- ASSIGNMENT
Note how many lines of the data below hold the word "TcpStream", then give that number with no other text.

- Stored items from a collection
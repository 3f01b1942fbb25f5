//! Print Queue API

mod handler;

use axum::{
    Router,
    routing::{delete, get, post},
};

use crate::core::ServerState;

pub fn router() -> Router<ServerState> {
    Router::new().nest("/api/print-queue", routes())
}

fn routes() -> Router<ServerState> {
    Router::new()
        .route("/", get(handler::list))
        .route("/finished", delete(handler::clear_finished))
        .route("/{id}", get(handler::get_by_id))
        .route("/{id}/cancel", post(handler::cancel))
        .route("/{id}/retry", post(handler::retry))
}
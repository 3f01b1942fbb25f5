//! Print transports
//!
//! Supports:
//! - HTTP print relay (`POST {base}/print`, `GET {base}/health`)
//! - Network printers (raw ESC/POS over TCP, port 9100)

use crate::error::{PrintError, PrintResult};
use crate::escpos::EscPosBuilder;
use serde::{Deserialize, Serialize};
use std::time::Duration;
use tokio::io::AsyncWriteExt;
use tokio::net::TcpStream;
use tracing::{debug, info, instrument, warn};

/// Trait for printer adapters
///
/// `text` is expected to be sanitized already. `cut` asks the transport to
/// cut the paper after the text.
#[allow(async_fn_in_trait)]
pub trait Printer {
    async fn print(&self, text: &str, cut: bool) -> PrintResult<()>;

    /// Check if the printer is online/reachable
    async fn is_online(&self) -> bool;
}

// ============================================================================
// HTTP relay
// ============================================================================

const RELAY_TIMEOUT: Duration = Duration::from_secs(5);
const HEALTH_TIMEOUT: Duration = Duration::from_secs(3);

#[derive(Debug, Serialize)]
struct RelayPrintRequest<'a> {
    printer: &'a str,
    text: &'a str,
    cut: bool,
}

/// Body of `GET {base}/health`
#[derive(Debug, Clone, PartialEq, Eq, Serialize, Deserialize)]
pub struct RelayHealth {
    pub status: String,
}

impl RelayHealth {
    pub fn is_ok(&self) -> bool {
        self.status == "ok"
    }
}

/// Client for the HTTP print relay
///
/// Cheap to clone; clones share the connection pool.
#[derive(Debug, Clone)]
pub struct RelayClient {
    base_url: String,
    http: reqwest::Client,
}

impl RelayClient {
    pub fn new(base_url: &str) -> PrintResult<Self> {
        let base_url = base_url.trim().trim_end_matches('/').to_string();
        if !(base_url.starts_with("http://") || base_url.starts_with("https://")) {
            return Err(PrintError::InvalidConfig(format!(
                "Relay URL must start with http:// or https://: {base_url}"
            )));
        }
        let http = reqwest::Client::builder()
            .timeout(RELAY_TIMEOUT)
            .build()
            .map_err(|e| PrintError::InvalidConfig(format!("HTTP client: {e}")))?;
        Ok(Self { base_url, http })
    }

    pub fn base_url(&self) -> &str {
        &self.base_url
    }

    /// Bind the client to one relay queue
    pub fn printer(&self, queue: impl Into<String>) -> RelayPrinter {
        RelayPrinter {
            client: self.clone(),
            queue: queue.into(),
        }
    }

    #[instrument(skip(self, text), fields(queue = %queue, text_len = text.len()))]
    pub async fn print(&self, queue: &str, text: &str, cut: bool) -> PrintResult<()> {
        let url = format!("{}/print", self.base_url);
        let body = RelayPrintRequest {
            printer: queue,
            text,
            cut,
        };
        let resp = self.http.post(&url).json(&body).send().await?;
        let status = resp.status();
        if !status.is_success() {
            let body = resp.text().await.unwrap_or_default();
            warn!(status = status.as_u16(), "Relay rejected print job");
            return Err(PrintError::Rejected {
                status: status.as_u16(),
                body,
            });
        }
        debug!("Print job accepted by relay");
        Ok(())
    }

    /// `GET {base}/health`; healthy only if it answers `{"status":"ok"}`
    #[instrument(skip(self), fields(base = %self.base_url))]
    pub async fn health(&self) -> PrintResult<RelayHealth> {
        let url = format!("{}/health", self.base_url);
        let resp = self
            .http
            .get(&url)
            .timeout(HEALTH_TIMEOUT)
            .send()
            .await?;
        if !resp.status().is_success() {
            return Err(PrintError::Offline(format!(
                "health check returned {}",
                resp.status()
            )));
        }
        let health: RelayHealth = resp.json().await?;
        if !health.is_ok() {
            return Err(PrintError::Offline(format!(
                "relay status is {:?}",
                health.status
            )));
        }
        Ok(health)
    }
}

/// One queue on the print relay
#[derive(Debug, Clone)]
pub struct RelayPrinter {
    client: RelayClient,
    queue: String,
}

impl RelayPrinter {
    pub fn queue(&self) -> &str {
        &self.queue
    }
}

impl Printer for RelayPrinter {
    async fn print(&self, text: &str, cut: bool) -> PrintResult<()> {
        self.client.print(&self.queue, text, cut).await
    }

    async fn is_online(&self) -> bool {
        self.client.health().await.is_ok()
    }
}

// ============================================================================
// Raw TCP
// ============================================================================

/// Network printer (TCP port 9100)
///
/// Most thermal printers support raw TCP printing on port 9100.
#[derive(Debug, Clone)]
pub struct NetworkPrinter {
    host: String,
    port: u16,
    timeout: Duration,
    double_width: bool,
}

impl NetworkPrinter {
    pub fn new(host: &str, port: u16) -> PrintResult<Self> {
        let host = host.trim();
        if host.is_empty() {
            return Err(PrintError::InvalidConfig("Printer host is empty".into()));
        }
        if port == 0 {
            return Err(PrintError::InvalidConfig(format!(
                "Invalid port for {host}: 0"
            )));
        }
        Ok(Self {
            host: host.to_string(),
            port,
            timeout: Duration::from_secs(5),
            double_width: false,
        })
    }

    /// Set connection timeout
    pub fn with_timeout(mut self, timeout: Duration) -> Self {
        self.timeout = timeout;
        self
    }

    /// Switch the printer to double-width glyphs before the text
    pub fn with_double_width(mut self, double_width: bool) -> Self {
        self.double_width = double_width;
        self
    }

    pub fn addr(&self) -> String {
        format!("{}:{}", self.host, self.port)
    }

    async fn connect(&self, timeout: Duration) -> PrintResult<TcpStream> {
        tokio::time::timeout(timeout, TcpStream::connect((self.host.as_str(), self.port)))
            .await
            .map_err(|_| PrintError::Timeout(format!("Connection timeout: {}", self.addr())))?
            .map_err(|e| PrintError::Connection(format!("{}: {}", self.addr(), e)))
    }
}

impl Printer for NetworkPrinter {
    #[instrument(skip(self, text), fields(addr = %self.addr(), text_len = text.len()))]
    async fn print(&self, text: &str, cut: bool) -> PrintResult<()> {
        let mut builder = EscPosBuilder::new();
        if self.double_width {
            builder.double_width();
        }
        builder.text(text);
        if cut {
            builder.cut();
        }
        let data = builder.build();

        let mut stream = self.connect(self.timeout).await?;
        info!(bytes = data.len(), "Connected, sending print data");

        stream.write_all(&data).await?;
        stream.flush().await?;

        info!("Print job sent successfully");
        Ok(())
    }

    #[instrument(skip(self), fields(addr = %self.addr()))]
    async fn is_online(&self) -> bool {
        match self.connect(Duration::from_millis(500)).await {
            Ok(_) => true,
            Err(e) => {
                warn!(error = %e, "Printer offline");
                false
            }
        }
    }
}

#[cfg(test)]
mod tests {
    use super::*;
    use tokio::io::AsyncReadExt;
    use tokio::net::TcpListener;

    #[test]
    fn test_relay_url_validation() {
        assert!(RelayClient::new("ftp://relay").is_err());
        let client = RelayClient::new("http://127.0.0.1:3001/").unwrap();
        assert_eq!(client.base_url(), "http://127.0.0.1:3001");
        assert_eq!(client.printer("bar").queue(), "bar");
    }

    #[test]
    fn test_relay_request_body() {
        let body = RelayPrintRequest {
            printer: "kitchen",
            text: "1x Bratwurst\n",
            cut: true,
        };
        let json = serde_json::to_value(&body).unwrap();
        assert_eq!(
            json,
            serde_json::json!({"printer": "kitchen", "text": "1x Bratwurst\n", "cut": true})
        );
    }

    #[test]
    fn test_health_body() {
        let ok: RelayHealth = serde_json::from_str(r#"{"status":"ok"}"#).unwrap();
        assert!(ok.is_ok());
        let bad: RelayHealth = serde_json::from_str(r#"{"status":"degraded"}"#).unwrap();
        assert!(!bad.is_ok());
    }

    #[test]
    fn test_network_printer_new() {
        assert!(NetworkPrinter::new("", 9100).is_err());
        assert!(NetworkPrinter::new("192.168.1.100", 0).is_err());
        let p = NetworkPrinter::new("192.168.1.100", 9100).unwrap();
        assert_eq!(p.addr(), "192.168.1.100:9100");
    }

    #[tokio::test]
    async fn test_network_printer_sends_escpos_frame() {
        let listener = TcpListener::bind("127.0.0.1:0").await.unwrap();
        let port = listener.local_addr().unwrap().port();

        let server = tokio::spawn(async move {
            let (mut socket, _) = listener.accept().await.unwrap();
            let mut buf = Vec::new();
            socket.read_to_end(&mut buf).await.unwrap();
            buf
        });

        let printer = NetworkPrinter::new("127.0.0.1", port).unwrap();
        printer.print("Test\n", true).await.unwrap();

        let received = server.await.unwrap();
        assert!(received.starts_with(crate::escpos::INIT));
        assert!(received.ends_with(crate::escpos::CUT));
        assert!(!received.windows(3).any(|w| w == crate::escpos::DOUBLE_WIDTH));
    }

    #[tokio::test]
    async fn test_network_printer_double_width() {
        let listener = TcpListener::bind("127.0.0.1:0").await.unwrap();
        let port = listener.local_addr().unwrap().port();

        let server = tokio::spawn(async move {
            let (mut socket, _) = listener.accept().await.unwrap();
            let mut buf = Vec::new();
            socket.read_to_end(&mut buf).await.unwrap();
            buf
        });

        let printer = NetworkPrinter::new("127.0.0.1", port)
            .unwrap()
            .with_double_width(true);
        printer.print("Test\n", false).await.unwrap();

        let received = server.await.unwrap();
        let mut expected = crate::escpos::INIT.to_vec();
        expected.extend_from_slice(crate::escpos::DOUBLE_WIDTH);
        expected.extend_from_slice(b"Test\n");
        assert_eq!(received, expected);
    }

    #[tokio::test]
    async fn test_network_printer_online_check() {
        let listener = TcpListener::bind("127.0.0.1:0").await.unwrap();
        let port = listener.local_addr().unwrap().port();
        let printer = NetworkPrinter::new("127.0.0.1", port).unwrap();
        assert!(printer.is_online().await);

        drop(listener);
        assert!(!printer.is_online().await);
    }

    #[tokio::test]
    async fn test_relay_unreachable_is_error() {
        // nothing listens on port 9 locally
        let client = RelayClient::new("http://127.0.0.1:9").unwrap();
        assert!(client.health().await.is_err());
        assert!(!client.printer("bar").is_online().await);
    }
}
//! Health API

mod handler;

use axum::{Router, routing::get};

use crate::core::ServerState;

pub fn router() -> Router<ServerState> {
    Router::new()
        .route("/api/health", get(handler::health))
        .route("/api/health/relay", get(handler::relay))
}
//! Festkasse server
//!
//! The coordinating process of a festival point of sale: terminals keep
//! their carts here, check out against one order and tab authority, and
//! every order is routed to the venue's receipt printers.
//!
//! # Modules
//!
//! ```text
//! kasse-server/src/
//! ├── core/       # config, state, server, background tasks
//! ├── api/        # HTTP routers and handlers
//! ├── db/         # redb document store
//! ├── pricing/    # totals, deposit delta, checkout eligibility
//! ├── session.rs  # per-terminal carts
//! ├── orders/     # orders, table tabs, daily summary
//! ├── catalog/    # categories, products, tables, printers, import/export
//! ├── printing/   # routing, receipts, dispatch, retry queue
//! ├── archive.rs  # printed receipt archive
//! └── utils/      # logging, response helpers
//! ```

pub mod api;
pub mod archive;
pub mod catalog;
pub mod core;
pub mod db;
pub mod orders;
pub mod pricing;
pub mod printing;
pub mod session;
pub mod utils;

pub use crate::core::{Config, Server, ServerState};
pub use orders::OrdersManager;
pub use utils::logger::{cleanup_old_logs, init_logger, init_logger_with_file};

/// Make sure the work directory exists and start logging
pub fn setup_environment(config: &Config) -> std::io::Result<()> {
    std::fs::create_dir_all(&config.work_dir)?;
    init_logger_with_file(Some(&config.log_level), config.log_dir.as_deref());
    if let Some(dir) = config.log_dir.as_deref() {
        match cleanup_old_logs(dir, 14) {
            Ok(0) => {}
            Ok(removed) => tracing::info!(removed, "Old log files removed"),
            Err(e) => tracing::warn!(error = %e, "Log cleanup failed"),
        }
    }
    Ok(())
}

- EXERCISE RESPONSE
3